Records:
****

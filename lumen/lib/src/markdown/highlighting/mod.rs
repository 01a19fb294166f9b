//! Syntax highlighting infrastructure for markdown code blocks.
//!
//! This module provides theme enumeration, theme pairing (light/dark),
//! grammar loading, and class-based highlighting. Code is highlighted once
//! into `hl-` prefixed CSS classes; each theme then only contributes a
//! stylesheet, so switching between light and dark never re-renders code.

mod grammars;
mod themes;

pub use themes::{
    CODE_THEME_ENV, ColorMode, InvalidColorMode, InvalidThemeName, THEME_ENV, ThemePair,
    env_color_mode, env_theme,
};

use crate::markdown::{MarkdownError, MarkdownResult};
use syntect::highlighting::{Color, Theme as SyntectTheme};
use syntect::html::{ClassStyle, ClassedHTMLGenerator, css_for_theme_with_class_style};
use syntect::parsing::SyntaxSet;
use syntect::util::LinesWithEndings;

/// Class prefix for highlighted spans.
pub const CLASS_PREFIX: &str = "hl-";

const CLASS_STYLE: ClassStyle = ClassStyle::SpacedPrefixed {
    prefix: CLASS_PREFIX,
};

/// Primary API for syntax highlighting with theme support.
///
/// ## Examples
///
/// ```
/// use lumen_lib::markdown::highlighting::{CodeHighlighter, ThemePair};
///
/// let highlighter = CodeHighlighter::new(ThemePair::Github);
/// let html = highlighter.highlight("fn main() {}\n", "rust").unwrap();
/// assert!(html.contains("hl-"));
/// ```
#[derive(Debug)]
pub struct CodeHighlighter {
    syntax_set: &'static SyntaxSet,
    theme_pair: ThemePair,
}

impl CodeHighlighter {
    /// Creates a new code highlighter for the given theme pair.
    pub fn new(theme_pair: ThemePair) -> Self {
        Self {
            syntax_set: grammars::syntax_set(),
            theme_pair,
        }
    }

    /// Returns the current theme pair.
    pub fn theme_pair(&self) -> ThemePair {
        self.theme_pair
    }

    /// Returns the syntect theme for the given color mode.
    pub fn theme(&self, color_mode: ColorMode) -> SyntectTheme {
        themes::load_theme(self.theme_pair, color_mode)
    }

    /// Highlights code into class-annotated HTML spans.
    ///
    /// Unknown or empty languages fall back to plain text, which still
    /// escapes the code.
    ///
    /// ## Errors
    ///
    /// Returns `MarkdownError::Highlight` if the grammar fails to parse a line.
    pub fn highlight(&self, code: &str, language: &str) -> MarkdownResult<String> {
        let syntax = if language.is_empty() {
            self.syntax_set.find_syntax_plain_text()
        } else {
            self.syntax_set
                .find_syntax_by_token(language)
                .unwrap_or_else(|| self.syntax_set.find_syntax_plain_text())
        };
        tracing::trace!(language, syntax = %syntax.name, "Highlighting code block");

        let mut generator =
            ClassedHTMLGenerator::new_with_class_style(syntax, self.syntax_set, CLASS_STYLE);
        for line in LinesWithEndings::from(code) {
            generator
                .parse_html_for_line_which_includes_newline(line)
                .map_err(|e| MarkdownError::Highlight(e.to_string()))?;
        }

        Ok(generator.finalize())
    }

    /// Renders the CSS rules for highlighted spans in the given color mode.
    ///
    /// ## Errors
    ///
    /// Returns `MarkdownError::ThemeLoad` if the theme cannot be expressed as CSS.
    pub fn stylesheet(&self, color_mode: ColorMode) -> MarkdownResult<String> {
        css_for_theme_with_class_style(&self.theme(color_mode), CLASS_STYLE)
            .map_err(|e| MarkdownError::ThemeLoad(e.to_string()))
    }
}

impl Default for CodeHighlighter {
    fn default() -> Self {
        Self::new(ThemePair::OneHalf)
    }
}

/// Background and foreground colors of a theme as CSS hex strings.
#[derive(Debug, Clone, PartialEq, Eq)]
pub struct Palette {
    /// Background color (`#rrggbb`).
    pub background: String,
    /// Foreground color (`#rrggbb`).
    pub foreground: String,
}

impl Palette {
    /// Derives the palette of a theme pair in the given color mode.
    ///
    /// ## Examples
    ///
    /// ```
    /// use lumen_lib::markdown::highlighting::{ColorMode, Palette, ThemePair};
    ///
    /// let palette = Palette::for_theme(ThemePair::Github, ColorMode::Light);
    /// assert!(palette.background.starts_with('#'));
    /// ```
    pub fn for_theme(theme_pair: ThemePair, color_mode: ColorMode) -> Self {
        let theme = themes::load_theme(theme_pair, color_mode);
        let (default_bg, default_fg) = match color_mode {
            ColorMode::Dark => (Color { r: 40, g: 44, b: 52, a: 255 }, Color { r: 220, g: 223, b: 228, a: 255 }),
            ColorMode::Light => (Color { r: 255, g: 255, b: 255, a: 255 }, Color { r: 36, g: 41, b: 46, a: 255 }),
        };

        Self {
            background: hex(theme.settings.background.unwrap_or(default_bg)),
            foreground: hex(theme.settings.foreground.unwrap_or(default_fg)),
        }
    }
}

fn hex(color: Color) -> String {
    format!("#{:02x}{:02x}{:02x}", color.r, color.g, color.b)
}

#[cfg(test)]
mod tests {
    use super::*;

    #[test]
    fn test_code_highlighter_new() {
        let highlighter = CodeHighlighter::new(ThemePair::Github);
        assert_eq!(highlighter.theme_pair(), ThemePair::Github);
    }

    #[test]
    fn test_code_highlighter_default() {
        assert_eq!(CodeHighlighter::default().theme_pair(), ThemePair::OneHalf);
    }

    #[test]
    fn test_highlight_produces_classed_spans() {
        let highlighter = CodeHighlighter::default();
        let html = highlighter.highlight("let x = 5;\n", "rust").unwrap();
        assert!(html.contains("class=\"hl-"));
        assert!(html.contains("let"));
    }

    #[test]
    fn test_highlight_escapes_markup() {
        let highlighter = CodeHighlighter::default();
        let html = highlighter.highlight("<script>alert(1)</script>\n", "").unwrap();
        assert!(!html.contains("<script>"));
        assert!(html.contains("&lt;script&gt;"));
    }

    #[test]
    fn test_highlight_unknown_language_falls_back() {
        let highlighter = CodeHighlighter::default();
        let html = highlighter.highlight("plain words\n", "no-such-language").unwrap();
        assert!(html.contains("plain words"));
    }

    #[test]
    fn test_stylesheet_uses_prefix() {
        let highlighter = CodeHighlighter::new(ThemePair::Github);
        let css = highlighter.stylesheet(ColorMode::Dark).unwrap();
        assert!(css.contains(".hl-"));
    }

    #[test]
    fn test_light_and_dark_stylesheets_differ() {
        let highlighter = CodeHighlighter::new(ThemePair::Solarized);
        let dark = highlighter.stylesheet(ColorMode::Dark).unwrap();
        let light = highlighter.stylesheet(ColorMode::Light).unwrap();
        assert_ne!(dark, light);
    }

    #[test]
    fn test_palette_hex_format() {
        let palette = Palette::for_theme(ThemePair::Nord, ColorMode::Dark);
        assert_eq!(palette.background.len(), 7);
        assert_eq!(palette.foreground.len(), 7);
    }
}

****

Task instructions: Give every entry back exactly as it was written above.

Task result:
filename lumen/lib/src/markdown/highlighting/mod.rs
repository 01a19fb294166f9b
//! Syntax highlighting infrastructure for markdown code blocks.
//!
//! This module provides theme enumeration, theme pairing (light/dark),
//! grammar loading, and class-based highlighting. Code is highlighted once
//! into `hl-` prefixed CSS classes; each theme then only contributes a
//! stylesheet, so switching between light and dark never re-renders code.

mod grammars;
mod themes;

pub use themes::{
    CODE_THEME_ENV, ColorMode, InvalidColorMode, InvalidThemeName, THEME_ENV, ThemePair,
    env_color_mode, env_theme,
};

use crate::markdown::{MarkdownError, MarkdownResult};
use syntect::highlighting::{Color, Theme as SyntectTheme};
use syntect::html::{ClassStyle, ClassedHTMLGenerator, css_for_theme_with_class_style};
use syntect::parsing::SyntaxSet;
use syntect::util::LinesWithEndings;

/// Class prefix for highlighted spans.
pub const CLASS_PREFIX: &str = "hl-";

const CLASS_STYLE: ClassStyle = ClassStyle::SpacedPrefixed {
    prefix: CLASS_PREFIX,
};

/// Primary API for syntax highlighting with theme support.
///
/// ## Examples
///
/// ```
/// use lumen_lib::markdown::highlighting::{CodeHighlighter, ThemePair};
///
/// let highlighter = CodeHighlighter::new(ThemePair::Github);
/// let html = highlighter.highlight("fn main() {}\n", "rust").unwrap();
/// assert!(html.contains("hl-"));
/// ```
#[derive(Debug)]
pub struct CodeHighlighter {
    syntax_set: &'static SyntaxSet,
    theme_pair: ThemePair,
}

impl CodeHighlighter {
    /// Creates a new code highlighter for the given theme pair.
    pub fn new(theme_pair: ThemePair) -> Self {
        Self {
            syntax_set: grammars::syntax_set(),
            theme_pair,
        }
    }

    /// Returns the current theme pair.
    pub fn theme_pair(&self) -> ThemePair {
        self.theme_pair
    }

    /// Returns the syntect theme for the given color mode.
    pub fn theme(&self, color_mode: ColorMode) -> SyntectTheme {
        themes::load_theme(self.theme_pair, color_mode)
    }

    /// Highlights code into class-annotated HTML spans.
    ///
    /// Unknown or empty languages fall back to plain text, which still
    /// escapes the code.
    ///
    /// ## Errors
    ///
    /// Returns `MarkdownError::Highlight` if the grammar fails to parse a line.
    pub fn highlight(&self, code: &str, language: &str) -> MarkdownResult<String> {
        let syntax = if language.is_empty() {
            self.syntax_set.find_syntax_plain_text()
        } else {
            self.syntax_set
                .find_syntax_by_token(language)
                .unwrap_or_else(|| self.syntax_set.find_syntax_plain_text())
        };
        tracing::trace!(language, syntax = %syntax.name, "Highlighting code block");

        let mut generator =
            ClassedHTMLGenerator::new_with_class_style(syntax, self.syntax_set, CLASS_STYLE);
        for line in LinesWithEndings::from(code) {
            generator
                .parse_html_for_line_which_includes_newline(line)
                .map_err(|e| MarkdownError::Highlight(e.to_string()))?;
        }

        Ok(generator.finalize())
    }

    /// Renders the CSS rules for highlighted spans in the given color mode.
    ///
    /// ## Errors
    ///
    /// Returns `MarkdownError::ThemeLoad` if the theme cannot be expressed as CSS.
    pub fn stylesheet(&self, color_mode: ColorMode) -> MarkdownResult<String> {
        css_for_theme_with_class_style(&self.theme(color_mode), CLASS_STYLE)
            .map_err(|e| MarkdownError::ThemeLoad(e.to_string()))
    }
}

impl Default for CodeHighlighter {
    fn default() -> Self {
        Self::new(ThemePair::OneHalf)
    }
}

/// Background and foreground colors of a theme as CSS hex strings.
#[derive(Debug, Clone, PartialEq, Eq)]
pub struct Palette {
    /// Background color (`#rrggbb`).
    pub background: String,
    /// Foreground color (`#rrggbb`).
    pub foreground: String,
}

impl Palette {
    /// Derives the palette of a theme pair in the given color mode.
    ///
    /// ## Examples
    ///
    /// ```
    /// use lumen_lib::markdown::highlighting::{ColorMode, Palette, ThemePair};
    ///
    /// let palette = Palette::for_theme(ThemePair::Github, ColorMode::Light);
    /// assert!(palette.background.starts_with('#'));
    /// ```
    pub fn for_theme(theme_pair: ThemePair, color_mode: ColorMode) -> Self {
        let theme = themes::load_theme(theme_pair, color_mode);
        let (default_bg, default_fg) = match color_mode {
            ColorMode::Dark => (Color { r: 40, g: 44, b: 52, a: 255 }, Color { r: 220, g: 223, b: 228, a: 255 }),
            ColorMode::Light => (Color { r: 255, g: 255, b: 255, a: 255 }, Color { r: 36, g: 41, b: 46, a: 255 }),
        };

        Self {
            background: hex(theme.settings.background.unwrap_or(default_bg)),
            foreground: hex(theme.settings.foreground.unwrap_or(default_fg)),
        }
    }
}

fn hex(color: Color) -> String {
    format!("#{:02x}{:02x}{:02x}", color.r, color.g, color.b)
}

#[cfg(test)]
mod tests {
    use super::*;

    #[test]
    fn test_code_highlighter_new() {
        let highlighter = CodeHighlighter::new(ThemePair::Github);
        assert_eq!(highlighter.theme_pair(), ThemePair::Github);
    }

    #[test]
    fn test_code_highlighter_default() {
        assert_eq!(CodeHighlighter::default().theme_pair(), ThemePair::OneHalf);
    }

    #[test]
    fn test_highlight_produces_classed_spans() {
        let highlighter = CodeHighlighter::default();
        let html = highlighter.highlight("let x = 5;\n", "rust").unwrap();
        assert!(html.contains("class=\"hl-"));
        assert!(html.contains("let"));
    }

    #[test]
    fn test_highlight_escapes_markup() {
        let highlighter = CodeHighlighter::default();
        let html = highlighter.highlight("<script>alert(1)</script>\n", "").unwrap();
        assert!(!html.contains("<script>"));
        assert!(html.contains("&lt;script&gt;"));
    }

    #[test]
    fn test_highlight_unknown_language_falls_back() {
        let highlighter = CodeHighlighter::default();
        let html = highlighter.highlight("plain words\n", "no-such-language").unwrap();
        assert!(html.contains("plain words"));
    }

    #[test]
    fn test_stylesheet_uses_prefix() {
        let highlighter = CodeHighlighter::new(ThemePair::Github);
        let css = highlighter.stylesheet(ColorMode::Dark).unwrap();
        assert!(css.contains(".hl-"));
    }

    #[test]
    fn test_light_and_dark_stylesheets_differ() {
        let highlighter = CodeHighlighter::new(ThemePair::Solarized);
        let dark = highlighter.stylesheet(ColorMode::Dark).unwrap();
        let light = highlighter.stylesheet(ColorMode::Light).unwrap();
        assert_ne!(dark, light);
    }

    #[test]
    fn test_palette_hex_format() {
        let palette = Palette::for_theme(ThemePair::Nord, ColorMode::Dark);
        assert_eq!(palette.background.len(), 7);
        assert_eq!(palette.foreground.len(), 7);
    }
}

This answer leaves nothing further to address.